Feo1 del Gremio hace doblete en Piñau Piñau, a medias entre el desconcierto y el calentón. El amanecer, la soledad, la mano derecha, o el pasotismo. La crónica de un ligue que termina en disparos (retóricos, o no) en dirección equivocada y en vacío. Todo dibujado con un arreglo de piano que se enreda con la rabia confusa y escéptica del texto para crear un retrato de la euforia de la madrugada y la caída del amanecer: deseo y drama, y tal vez un inesperado clímax, sobre una letra irregular, que de nuevo da fe de la potencia de la idea de rapear con músicos.

IWFWY, de Sholo Truth, es I Wanna Fuck With You. La canción del sexo, con el punto de vista de un varón hetetosexual, mostrándonos su mujer ideal. Una salvaje inocente y sexual. Es decir, Gauguin.

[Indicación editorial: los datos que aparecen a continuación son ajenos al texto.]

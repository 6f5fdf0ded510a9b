//! Retry loop and cache-state-transition logic (`spec.md` §4.7 "Retry &
//! error taxonomy", "Cache state transitions"). Backends perform exactly one
//! attempt per call; backoff, jitter, retry-after clamping, and batch
//! halving all live here so they can be shared across backends.

use crate::error::{LlmError, RetryClass};
use crate::types::{BatchResponse, ClassificationResponseItem, LlmBackend, SignatureRequestItem};
use rand::Rng;
use std::pin::Pin;
use std::time::Duration;

#[derive(Debug, Clone, Copy)]
pub struct RetryConfig {
    pub base_backoff: Duration,
    pub max_retries: u32,
}

impl Default for RetryConfig {
    fn default() -> Self {
        Self { base_backoff: Duration::from_millis(500), max_retries: 3 }
    }
}

/// Per-signature outcome after the retry loop settles — never `active`
/// without a schema-valid response.
#[derive(Debug, Clone)]
pub enum SignatureOutcome {
    Active(ClassificationResponseItem),
    NeedsReview { error_code: String },
    FailedPermanent { error_code: String },
}

type BoxedOutcomeFuture<'a> = Pin<Box<dyn std::future::Future<Output = Vec<(String, SignatureOutcome)>> + Send + 'a>>;

/// Classifies a batch, retrying transient failures with exponential
/// backoff + jitter, honoring any `Retry-After` hint, and halving the batch
/// on a persistent rate limit. Returns one outcome per input signature.
pub fn classify_with_retry<'a>(backend: &'a (dyn LlmBackend + Sync), items: Vec<SignatureRequestItem>, retry: RetryConfig) -> BoxedOutcomeFuture<'a> {
    Box::pin(async move {
        if items.is_empty() {
            return Vec::new();
        }

        let mut attempt = 0u32;
        loop {
            attempt += 1;
            match backend.classify_batch(&items).await {
                Ok(response) => return reconcile_response(&items, response),
                Err(e) => {
                    if e.retry_class() == RetryClass::Permanent {
                        tracing::warn!(provider = backend.provider_name(), error_code = e.error_code(), "LLM batch failed permanently");
                        return items.iter().map(|i| (i.url_signature.clone(), SignatureOutcome::FailedPermanent { error_code: e.error_code().to_string() })).collect();
                    }

                    if attempt > retry.max_retries {
                        tracing::warn!(provider = backend.provider_name(), error_code = e.error_code(), attempts = attempt, "LLM batch exhausted retries, marking needs_review");
                        return items.iter().map(|i| (i.url_signature.clone(), SignatureOutcome::NeedsReview { error_code: e.error_code().to_string() })).collect();
                    }

                    let is_rate_limit = matches!(e, LlmError::RateLimitError { .. });
                    if is_rate_limit && items.len() > 1 {
                        let mid = items.len() / 2;
                        let (first_half, second_half) = items.split_at(mid);
                        let (first_half, second_half) = (first_half.to_vec(), second_half.to_vec());
                        let retry_after_wait = e.retry_after();
                        if let Some(delay) = retry_after_wait {
                            tokio::time::sleep(delay).await;
                        }
                        let mut results = classify_with_retry(backend, first_half, retry).await;
                        results.extend(classify_with_retry(backend, second_half, retry).await);
                        return results;
                    }

                    let delay = backoff_delay(retry.base_backoff, attempt, e.retry_after());
                    tracing::debug!(provider = backend.provider_name(), error_code = e.error_code(), attempt, delay_ms = delay.as_millis() as u64, "retrying LLM batch");
                    tokio::time::sleep(delay).await;
                }
            }
        }
    })
}

fn backoff_delay(base: Duration, attempt: u32, retry_after: Option<Duration>) -> Duration {
    let multiplier = 1u32.checked_shl(attempt.saturating_sub(1)).unwrap_or(u32::MAX);
    let exponential = base.checked_mul(multiplier).unwrap_or(Duration::MAX);
    let jitter = Duration::from_millis(rand::thread_rng().gen_range(0..=300));
    let delay = exponential + jitter;
    match retry_after {
        Some(hint) if hint > delay => hint,
        _ => delay,
    }
}

fn reconcile_response(items: &[SignatureRequestItem], response: BatchResponse) -> Vec<(String, SignatureOutcome)> {
    if response.items.len() != items.len() {
        tracing::warn!(expected = items.len(), got = response.items.len(), "LLM response array length mismatch, marking batch needs_review");
        return items.iter().map(|i| (i.url_signature.clone(), SignatureOutcome::NeedsReview { error_code: "json_schema_error".to_string() })).collect();
    }

    items
        .iter()
        .zip(response.items.into_iter())
        .map(|(item, classification)| match classification.taxonomy.validate() {
            Ok(()) => (item.url_signature.clone(), SignatureOutcome::Active(classification)),
            Err(_) => (item.url_signature.clone(), SignatureOutcome::NeedsReview { error_code: "json_schema_error".to_string() }),
        })
        .collect()
}
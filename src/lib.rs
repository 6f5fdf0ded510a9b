//! Library surface for the `aimo` binary.
//!
//! `main.rs` only invokes [`cli::run`]; all argument parsing, configuration
//! discovery, and pipeline dispatch live here so they can be exercised by
//! integration tests without spawning a subprocess.

pub mod cli;
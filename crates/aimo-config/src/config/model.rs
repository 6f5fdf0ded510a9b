//! Layered configuration's value model (`SPEC_FULL.md` §1.1 "Configuration").

use camino::Utf8PathBuf;
use serde::{Deserialize, Serialize};

/// The versions that jointly determine `run_key` (`spec.md` §3).
#[derive(Debug, Clone, Deserialize, Serialize)]
pub struct Versions {
    #[serde(default = "default_target_range")]
    pub target_range: String,
    #[serde(default = "default_signature_version")]
    pub signature_version: String,
    #[serde(default = "default_rule_version")]
    pub rule_version: String,
    #[serde(default = "default_prompt_version")]
    pub prompt_version: String,
    #[serde(default = "default_taxonomy_version")]
    pub taxonomy_version: String,
    #[serde(default = "default_evidence_pack_version")]
    pub evidence_pack_version: String,
    #[serde(default = "default_engine_spec_version")]
    pub engine_spec_version: String,
}

fn default_target_range() -> String {
    "all".to_string()
}
fn default_signature_version() -> String {
    "v1".to_string()
}
fn default_rule_version() -> String {
    "v1".to_string()
}
fn default_prompt_version() -> String {
    "v1".to_string()
}
fn default_taxonomy_version() -> String {
    "v1".to_string()
}
fn default_evidence_pack_version() -> String {
    "v1".to_string()
}
fn default_engine_spec_version() -> String {
    env!("CARGO_PKG_VERSION").to_string()
}

impl Default for Versions {
    fn default() -> Self {
        Versions {
            target_range: default_target_range(),
            signature_version: default_signature_version(),
            rule_version: default_rule_version(),
            prompt_version: default_prompt_version(),
            taxonomy_version: default_taxonomy_version(),
            evidence_pack_version: default_evidence_pack_version(),
            engine_spec_version: default_engine_spec_version(),
        }
    }
}

/// Detector thresholds, overridable from `[thresholds]` (`spec.md` §4.5).
#[derive(Debug, Clone, Deserialize, Serialize)]
pub struct ThresholdsConfig {
    #[serde(default = "default_a_min_bytes")]
    pub a_min_bytes: u64,
    #[serde(default = "default_burst_threshold")]
    pub burst_threshold: u32,
    #[serde(default = "default_cumulative_threshold_bytes")]
    pub cumulative_threshold_bytes: u64,
    #[serde(default = "default_sample_rate")]
    pub sample_rate: f64,
}

fn default_a_min_bytes() -> u64 {
    1_048_576
}
fn default_burst_threshold() -> u32 {
    20
}
fn default_cumulative_threshold_bytes() -> u64 {
    20 * 1024 * 1024
}
fn default_sample_rate() -> f64 {
    0.02
}

impl Default for ThresholdsConfig {
    fn default() -> Self {
        ThresholdsConfig {
            a_min_bytes: default_a_min_bytes(),
            burst_threshold: default_burst_threshold(),
            cumulative_threshold_bytes: default_cumulative_threshold_bytes(),
            sample_rate: default_sample_rate(),
        }
    }
}

/// LLM Classifier operational parameters (`spec.md` §4.7).
#[derive(Debug, Clone, Deserialize, Serialize)]
pub struct LlmConfig {
    #[serde(default = "default_provider")]
    pub provider: String,
    #[serde(default = "default_model")]
    pub model: String,
    #[serde(default = "default_max_retries")]
    pub max_retries: u32,
    #[serde(default = "default_base_backoff_ms")]
    pub base_backoff_ms: u64,
    #[serde(default = "default_timeout_seconds")]
    pub timeout_seconds: u64,
    #[serde(default = "default_daily_budget_usd")]
    pub daily_budget_usd: f64,
    #[serde(default = "default_estimation_buffer")]
    pub estimation_buffer: f64,
    #[serde(default = "default_max_batch_size")]
    pub max_batch_size: usize,
    #[serde(default = "default_concurrency")]
    pub concurrency: usize,
}

fn default_provider() -> String {
    "anthropic".to_string()
}
fn default_model() -> String {
    "claude-3-5-haiku-latest".to_string()
}
fn default_max_retries() -> u32 {
    2
}
fn default_base_backoff_ms() -> u64 {
    1000
}
fn default_timeout_seconds() -> u64 {
    30
}
fn default_daily_budget_usd() -> f64 {
    5.0
}
fn default_estimation_buffer() -> f64 {
    1.15
}
fn default_max_batch_size() -> usize {
    20
}
fn default_concurrency() -> usize {
    4
}

impl Default for LlmConfig {
    fn default() -> Self {
        LlmConfig {
            provider: default_provider(),
            model: default_model(),
            max_retries: default_max_retries(),
            base_backoff_ms: default_base_backoff_ms(),
            timeout_seconds: default_timeout_seconds(),
            daily_budget_usd: default_daily_budget_usd(),
            estimation_buffer: default_estimation_buffer(),
            max_batch_size: default_max_batch_size(),
            concurrency: default_concurrency(),
        }
    }
}

/// Filesystem locations (`spec.md` §6).
#[derive(Debug, Clone, Deserialize, Serialize)]
pub struct PathsConfig {
    pub db_path: Option<Utf8PathBuf>,
    pub output_dir: Option<Utf8PathBuf>,
    #[serde(default = "default_vendors_dir")]
    pub vendors_dir: Utf8PathBuf,
    #[serde(default = "default_rules_dir")]
    pub rules_dir: Utf8PathBuf,
    #[serde(default = "default_standard_submodule_dir")]
    pub standard_submodule_dir: Utf8PathBuf,
    #[serde(default = "default_standard_cache_dir")]
    pub standard_cache_dir: Utf8PathBuf,
}

fn default_vendors_dir() -> Utf8PathBuf {
    Utf8PathBuf::from("vendors")
}
fn default_rules_dir() -> Utf8PathBuf {
    Utf8PathBuf::from("rules")
}
fn default_standard_submodule_dir() -> Utf8PathBuf {
    Utf8PathBuf::from("third_party/aimo-standard")
}
fn default_standard_cache_dir() -> Utf8PathBuf {
    Utf8PathBuf::from("~/.cache/aimo/standard")
}

impl Default for PathsConfig {
    fn default() -> Self {
        PathsConfig {
            db_path: None,
            output_dir: None,
            vendors_dir: default_vendors_dir(),
            rules_dir: default_rules_dir(),
            standard_submodule_dir: default_standard_submodule_dir(),
            standard_cache_dir: default_standard_cache_dir(),
        }
    }
}

/// Persistence Gateway tuning (`spec.md` §4.1).
#[derive(Debug, Clone, Deserialize, Serialize)]
pub struct PersistenceConfig {
    #[serde(default = "default_queue_capacity")]
    pub queue_capacity: usize,
}

fn default_queue_capacity() -> usize {
    4096
}

impl Default for PersistenceConfig {
    fn default() -> Self {
        PersistenceConfig {
            queue_capacity: default_queue_capacity(),
        }
    }
}

/// Which component last supplied a given config value, for diagnostics
/// (mirrors the teacher's `ConfigSource` attribution).
#[derive(Debug, Clone, PartialEq, Eq)]
pub enum ConfigSource {
    Defaults,
    ConfigFile(Utf8PathBuf),
    Env,
    Cli,
}
//! A small embedded, curated subset of the Mozilla Public Suffix List.
//!
//! Resolved as an offline, deterministic table rather than a live network
//! fetch or a full generated PSL (see `SPEC_FULL.md` §9.1): the pipeline is
//! batch and reproducible, so eTLD+1 resolution must never depend on
//! reachability of an external list. Entries here cover the common gTLDs,
//! ccTLD-with-second-level patterns (e.g. `co.uk`), and a handful of
//! multi-label public suffixes that show up in real proxy/firewall traffic.

/// Suffixes with exactly one extra reserved label below the TLD
/// (`"co.uk"` means `example.co.uk`'s eTLD+1 is `example.co.uk`, not
/// `co.uk`).
const TWO_LABEL_SUFFIXES: &[&str] = &[
    "co.uk", "org.uk", "ac.uk", "gov.uk", "me.uk", "ltd.uk", "plc.uk",
    "co.jp", "ne.jp", "or.jp", "ac.jp", "go.jp",
    "com.au", "net.au", "org.au", "edu.au", "gov.au",
    "com.br", "net.br", "org.br",
    "com.cn", "net.cn", "org.cn", "gov.cn",
    "co.in", "net.in", "org.in", "gov.in", "ac.in",
    "co.nz", "net.nz", "org.nz", "govt.nz",
    "com.mx", "com.ar", "com.sg", "com.hk", "co.kr", "co.za",
];

/// Single-label public suffixes (ordinary gTLDs/ccTLDs): anything not listed
/// in `TWO_LABEL_SUFFIXES` is treated as a one-label TLD.
fn is_two_label_suffix(candidate: &str) -> bool {
    TWO_LABEL_SUFFIXES.contains(&candidate)
}

/// Resolve the eTLD+1 ("registrable domain") of a lower-cased host.
///
/// Falls back to the host itself when it has fewer than two labels (e.g.
/// `localhost`, a bare IP literal).
#[must_use]
pub fn etld_plus_one(host: &str) -> String {
    let host = host.trim_end_matches('.');
    let labels: Vec<&str> = host.split('.').collect();
    if labels.len() < 2 {
        return host.to_string();
    }

    let last_two = format!("{}.{}", labels[labels.len() - 2], labels[labels.len() - 1]);
    if labels.len() >= 3 && is_two_label_suffix(&last_two) {
        format!(
            "{}.{}.{}",
            labels[labels.len() - 3],
            labels[labels.len() - 2],
            labels[labels.len() - 1]
        )
    } else {
        last_two
    }
}

#[cfg(test)]
mod tests {
    use super::*;

    #[test]
    fn simple_gtld_host() {
        assert_eq!(etld_plus_one("api.openai.com"), "openai.com");
        assert_eq!(etld_plus_one("openai.com"), "openai.com");
    }

    #[test]
    fn two_label_suffix_host() {
        assert_eq!(etld_plus_one("www.example.co.uk"), "example.co.uk");
        assert_eq!(etld_plus_one("deep.sub.example.co.uk"), "example.co.uk");
    }

    #[test]
    fn single_label_host_is_returned_as_is() {
        assert_eq!(etld_plus_one("localhost"), "localhost");
    }

    #[test]
    fn trailing_dot_is_trimmed() {
        assert_eq!(etld_plus_one("api.openai.com."), "openai.com");
    }
}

Todo con un ritmo de Soul a medio tiempo, casi revolcándose, que podría recordar el encanto de esas baladas sensuales de Barry White, en las que Sholo, quien sabe, quiere reflejarse.

I Dwell in Possibility es la segunda entrada de Celia Mayo, deconstruida por la muñeca firme de Periko Plazer, que aprovecha para lucir su soltura con los scratches a costa de la voz de la cantante. La canción entera parece un pequeño homenaje al Trip-Hop, y a la vez es la que más cercana al Hip Hop suena, con esa manera de recortar piezas sonoras para crear algo nuevo, obsesivamente repetitivo y brillante. Se escucha como la rúbrica y seguro que es por eso que suena tan loca y diferente como el solo de piano de la obertura.

Los Mcs le dan a Galgo el desorden. Es la banda la constante, la que está parecido en todas las canciones, hagan lo que hagan los traviesos chicos/poeta. La forma elegante del perro, su tranquilidad y su nervio, se adivinan en lo que no percibes hasta que te das cuenta que suena como un zumbido, una constante que atraviesa el disco del principio al final. Un esqueleto que nos devuelve este perro, delgaducho, con el pelo alborotado después que se marcharon todos los muchachos de la fiesta.

También, es un disco-charlatán que nos deja preguntándonos si recibimos regalos repetidos con envoltorios nuevos o si Periko Plazer ha logrado colarnos sus propios juguetes en la fiesta de los B-Boys. Galgo es complejo, resumiendo, y es un éxito rotundo. Posiblemente, a estas alturas de escucha pueda aparecer alguna muñeca rusa más por desenterrar.